Dataset records Block Start

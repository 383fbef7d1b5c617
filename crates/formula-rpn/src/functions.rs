//! Function metadata lookup.
//!
//! The converter never consults a global table: callers hand it a [`FunctionCatalog`]. The
//! crate ships [`BuiltinFunctions`], a curated set of Excel built-ins with their BIFF `iftab`
//! ids, arity and operand classes.

use std::collections::HashMap;

use crate::class::RefClass;

/// BIFF `iftab` value used for user-defined / add-in / future functions.
pub const FTAB_USER_DEFINED: u16 = 255;

/// Everything the converter needs to know about a function.
#[derive(Debug, Clone, PartialEq, Eq)]
pub struct FunctionInfo {
    pub iftab: u16,
    pub min_args: u8,
    pub max_args: u8,
    pub return_class: RefClass,
    /// Expected class per argument position; the last entry repeats.
    pub param_classes: Vec<RefClass>,
    /// Stored with forward-compatible (`_xlfn.`) encoding.
    pub future: bool,
}

impl FunctionInfo {
    /// Class expected for argument `index` (0-based).
    pub fn param_class(&self, index: usize) -> RefClass {
        self.param_classes
            .get(index)
            .or_else(|| self.param_classes.last())
            .copied()
            .unwrap_or(RefClass::Value)
    }

    /// Whether the call is stored as `PtgFunc` (fixed arity) rather than `PtgFuncVar`.
    pub fn is_fixed_arity(&self) -> bool {
        self.min_args == self.max_args && !self.future
    }
}

/// Read-only name -> metadata lookup.
pub trait FunctionCatalog {
    /// Look up a function by name. Implementations should be case-insensitive.
    fn lookup(&self, name: &str) -> Option<FunctionInfo>;
}

impl<T: FunctionCatalog + ?Sized> FunctionCatalog for &T {
    fn lookup(&self, name: &str) -> Option<FunctionInfo> {
        (**self).lookup(name)
    }
}

#[derive(Debug, Clone, Copy)]
struct FunctionSpec {
    id: u16,
    name: &'static str,
    min_args: u8,
    max_args: u8,
    ret: RefClass,
    params: &'static [RefClass],
    future: bool,
}

const V: RefClass = RefClass::Value;
const R: RefClass = RefClass::Reference;
const A: RefClass = RefClass::Array;

const fn builtin(
    id: u16,
    name: &'static str,
    min_args: u8,
    max_args: u8,
    ret: RefClass,
    params: &'static [RefClass],
) -> FunctionSpec {
    FunctionSpec {
        id,
        name,
        min_args,
        max_args,
        ret,
        params,
        future: false,
    }
}

const fn future(
    name: &'static str,
    min_args: u8,
    max_args: u8,
    params: &'static [RefClass],
) -> FunctionSpec {
    FunctionSpec {
        id: FTAB_USER_DEFINED,
        name,
        min_args,
        max_args,
        ret: RefClass::Value,
        params,
        future: true,
    }
}

// NOTE: ids are BIFF built-in function indices (`iftab`). Functions added after Excel 2003 have
// no BIFF8 id and are stored through the user-defined sentinel.
const FUNCTION_SPECS: &[FunctionSpec] = &[
    // Statistics / Math
    builtin(0x0000, "COUNT", 0, 255, V, &[R]),
    builtin(0x0004, "SUM", 0, 255, V, &[R]),
    builtin(0x0005, "AVERAGE", 1, 255, V, &[R]),
    builtin(0x0006, "MIN", 1, 255, V, &[R]),
    builtin(0x0007, "MAX", 1, 255, V, &[R]),
    builtin(0x0018, "ABS", 1, 1, V, &[V]),
    builtin(0x0019, "INT", 1, 1, V, &[V]),
    builtin(0x001B, "ROUND", 2, 2, V, &[V]),
    builtin(0x0027, "MOD", 2, 2, V, &[V]),
    builtin(0x00A9, "COUNTA", 0, 255, V, &[R]),
    builtin(0x00D4, "ROUNDUP", 2, 2, V, &[V]),
    builtin(0x00D5, "ROUNDDOWN", 2, 2, V, &[V]),
    builtin(0x00E4, "SUMPRODUCT", 1, 255, V, &[A]),
    builtin(0x0159, "SUMIF", 2, 3, V, &[R, V, R]),
    builtin(0x015A, "COUNTIF", 2, 2, V, &[R, V]),
    builtin(0x015B, "COUNTBLANK", 1, 1, V, &[R]),
    // Text
    builtin(0x001F, "MID", 3, 3, V, &[V]),
    builtin(0x0020, "LEN", 1, 1, V, &[V]),
    builtin(0x0052, "SEARCH", 2, 3, V, &[V]),
    builtin(0x0073, "LEFT", 1, 2, V, &[V]),
    builtin(0x0074, "RIGHT", 1, 2, V, &[V]),
    builtin(0x0076, "TRIM", 1, 1, V, &[V]),
    builtin(0x0077, "UPPER", 1, 1, V, &[V]),
    builtin(0x0078, "LOWER", 1, 1, V, &[V]),
    builtin(0x007C, "FIND", 2, 3, V, &[V]),
    builtin(0x0150, "CONCATENATE", 0, 255, V, &[V]),
    // Logical / information
    builtin(0x0001, "IF", 2, 3, R, &[V, R]),
    builtin(0x0002, "ISNA", 1, 1, V, &[V]),
    builtin(0x0003, "ISERROR", 1, 1, V, &[V]),
    builtin(0x0024, "AND", 1, 255, V, &[R]),
    builtin(0x0025, "OR", 1, 255, V, &[R]),
    builtin(0x0026, "NOT", 1, 1, V, &[V]),
    builtin(0x000A, "NA", 0, 0, V, &[]),
    // Lookup / reference
    builtin(0x0008, "ROW", 0, 1, V, &[R]),
    builtin(0x0009, "COLUMN", 0, 1, V, &[R]),
    builtin(0x001D, "INDEX", 2, 4, R, &[R, V]),
    builtin(0x0040, "MATCH", 2, 3, V, &[V, R, R]),
    builtin(0x0053, "TRANSPOSE", 1, 1, A, &[A]),
    builtin(0x0065, "HLOOKUP", 3, 4, V, &[V, R, R, V]),
    builtin(0x0066, "VLOOKUP", 3, 4, V, &[V, R, R, V]),
    // Date/time
    builtin(0x0041, "DATE", 3, 3, V, &[V]),
    builtin(0x0043, "DAY", 1, 1, V, &[V]),
    builtin(0x0044, "MONTH", 1, 1, V, &[V]),
    builtin(0x0045, "YEAR", 1, 1, V, &[V]),
    builtin(0x004A, "NOW", 0, 0, V, &[]),
    builtin(0x00DD, "TODAY", 0, 0, V, &[]),
    // Excel 2007+ functions.
    future("IFERROR", 2, 2, &[V]),
    future("IFNA", 2, 2, &[V]),
    future("COUNTIFS", 2, 254, &[R, V]),
    future("SUMIFS", 3, 255, &[R, R, V]),
    future("CONCAT", 1, 254, &[R]),
    future("XLOOKUP", 3, 6, &[V, R, R, V, V, V]),
];

/// The built-in function table.
#[derive(Debug, Clone)]
pub struct BuiltinFunctions {
    by_name: HashMap<&'static str, FunctionSpec>,
}

impl BuiltinFunctions {
    pub fn new() -> Self {
        let by_name = FUNCTION_SPECS.iter().map(|spec| (spec.name, *spec)).collect();
        Self { by_name }
    }
}

impl Default for BuiltinFunctions {
    fn default() -> Self {
        Self::new()
    }
}

impl FunctionCatalog for BuiltinFunctions {
    fn lookup(&self, name: &str) -> Option<FunctionInfo> {
        let upper = name.trim().to_ascii_uppercase();
        let upper = upper.strip_prefix("_XLFN.").unwrap_or(&upper);
        let spec = self.by_name.get(upper)?;
        Some(FunctionInfo {
            iftab: spec.id,
            min_args: spec.min_args,
            max_args: spec.max_args,
            return_class: spec.ret,
            param_classes: spec.params.to_vec(),
            future: spec.future,
        })
    }
}

#[cfg(test)]
mod tests {
    use super::*;

    #[test]
    fn lookup_is_case_insensitive_and_accepts_xlfn_prefix() {
        let catalog = BuiltinFunctions::new();
        assert_eq!(catalog.lookup("sum").map(|f| f.iftab), Some(4));
        let iferror = catalog.lookup("_xlfn.IfError").expect("IFERROR");
        assert!(iferror.future);
        assert_eq!(iferror.iftab, FTAB_USER_DEFINED);
        assert!(catalog.lookup("NOPE").is_none());
    }

    #[test]
    fn fixed_arity_requires_equal_bounds_and_no_future_flag() {
        let catalog = BuiltinFunctions::new();
        assert!(catalog.lookup("ABS").unwrap().is_fixed_arity());
        assert!(catalog.lookup("NOW").unwrap().is_fixed_arity());
        assert!(!catalog.lookup("SUM").unwrap().is_fixed_arity());
        // Equal bounds, but stored through the future-function sentinel.
        assert!(!catalog.lookup("IFERROR").unwrap().is_fixed_arity());
    }

    #[test]
    fn last_param_class_repeats() {
        let vlookup = BuiltinFunctions::new().lookup("VLOOKUP").unwrap();
        assert_eq!(vlookup.param_class(0), RefClass::Value);
        assert_eq!(vlookup.param_class(1), RefClass::Reference);
        let sum = BuiltinFunctions::new().lookup("SUM").unwrap();
        assert_eq!(sum.param_class(7), RefClass::Reference);
        let now = BuiltinFunctions::new().lookup("NOW").unwrap();
        assert_eq!(now.param_class(0), RefClass::Value);
    }

    #[test]
    fn table_has_unique_names() {
        let mut seen = std::collections::HashSet::new();
        for spec in FUNCTION_SPECS {
            assert!(seen.insert(spec.name), "duplicate function {}", spec.name);
            assert!(spec.min_args <= spec.max_args, "{}", spec.name);
        }
    }
}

Dataset records Block End

◆ **Required work**
Where a line above holds the string "Debug", copy that line.

◆ **Response area**
#[derive(Debug, Clone, PartialEq, Eq)]
#[derive(Debug, Clone, Copy)]
#[derive(Debug, Clone)]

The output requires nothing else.